Example of cURL Command Output
How do I Install cURL

If you encounter an error indicating that cURL is just not put in, you’ll be able to set up it by following the offered steps.

Windows customers: How do I set up cURL on Windows.

Open a brand new Terminal window, and enter the instructions beneath to first set up Homebrew:

/bin/bash -c "$(curl -fsSL https://raw.githubusercontent.com/Homebrew/install/HEAD/install.sh)"
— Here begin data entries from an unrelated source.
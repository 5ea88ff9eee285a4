use anyhow::{Context, Result};
use asset_gen::asset_gen::{ADAPTIVE_ICON_FILE, ASSET_FILES, DEFAULT_OUTPUT_DIR, ICON_FILE};
use std::path::PathBuf;

fn main() -> Result<()> {
    let dir = PathBuf::from(
        std::env::args()
            .nth(1)
            .unwrap_or_else(|| DEFAULT_OUTPUT_DIR.to_string()),
    );

    println!("Checking assets in: {}", dir.display());

    for name in ASSET_FILES {
        let path = dir.join(name);
        let (width, height) = image::image_dimensions(&path)
            .with_context(|| format!("Failed to read {}", path.display()))?;
        println!("  {name}: {width}x{height}");
    }

    let icon = std::fs::read(dir.join(ICON_FILE)).context("Failed to read icon")?;
    let adaptive =
        std::fs::read(dir.join(ADAPTIVE_ICON_FILE)).context("Failed to read adaptive icon")?;

    if icon == adaptive {
        println!("✓ {ADAPTIVE_ICON_FILE} is identical to {ICON_FILE}");
    } else {
        println!("⚠ {ADAPTIVE_ICON_FILE} differs from {ICON_FILE}");
    }

    Ok(())
}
After putting in Homebrew, use the next command to put in cURL:

brew set up curl

Lastly, run the command beneath to set the Homebrew model of cURL because the default one in your shell:


echo 'export PATH="$(brew --prefix)/opt/curl/bin:$PATH"' >> ~/.zshrc
supply ~/.zshrc

Step 2 – Get API Key from OpenAI

To get hold of your API key, first go to openai.com, log in, after which click on on “API keys” within the sidebar.

OpenAI API Keys Section

On the API keys web page, click on “+ Create new secret key“, give it a reputation, after which click on “Create secret key“.

Creating OpenAI Secret Key

Afterward, you’ll obtain a brand new secret key. Make certain to repeat and keep it someplace secure as a result of we are going to use it later.

Store this secret key in a safe and accessible location. You will be unable to view it once more via your OpenAI account. If you lose this secret key, you’ll have to create a brand new one.

OpenAI New Secret Key

Step 3 – Create Your First Text-to-Speech

Now it’s time to create your first text-to-speech. Refer to the code beneath, and substitute YOUR_API_KEY_HERE along with your precise API key.


curl https://api.openai.com/v1/audio/speech 
  -H "Authorization: Bearer YOUR_API_KEY_HERE" 
  -H "Content-Type: application/json" 
  -d '{
    "model": "tts-1",
    "input": "hello world",
    "voice": "alloy"
  }' 
  --output instance.mp3

Example:


curl https://api.openai.com/v1/audio/speech 
  -H "Authorization: Bearer sk-IfClJS63a7Ny3v6yKncIT3XXXXXXXXXXXXXX" 
  -H "Content-Type: application/json" 
  -d '{
    "model": "tts-1",
    "input": "hello world",
    "voice": "alloy"
  }' 
  --output instance.mp3

Copy your entire code, paste it into your terminal (Windows customers can use Command Prompt or PowerShell), and press Enter.

That’s it! This motion will create an audio file known as instance.mp3 that claims “hello world”.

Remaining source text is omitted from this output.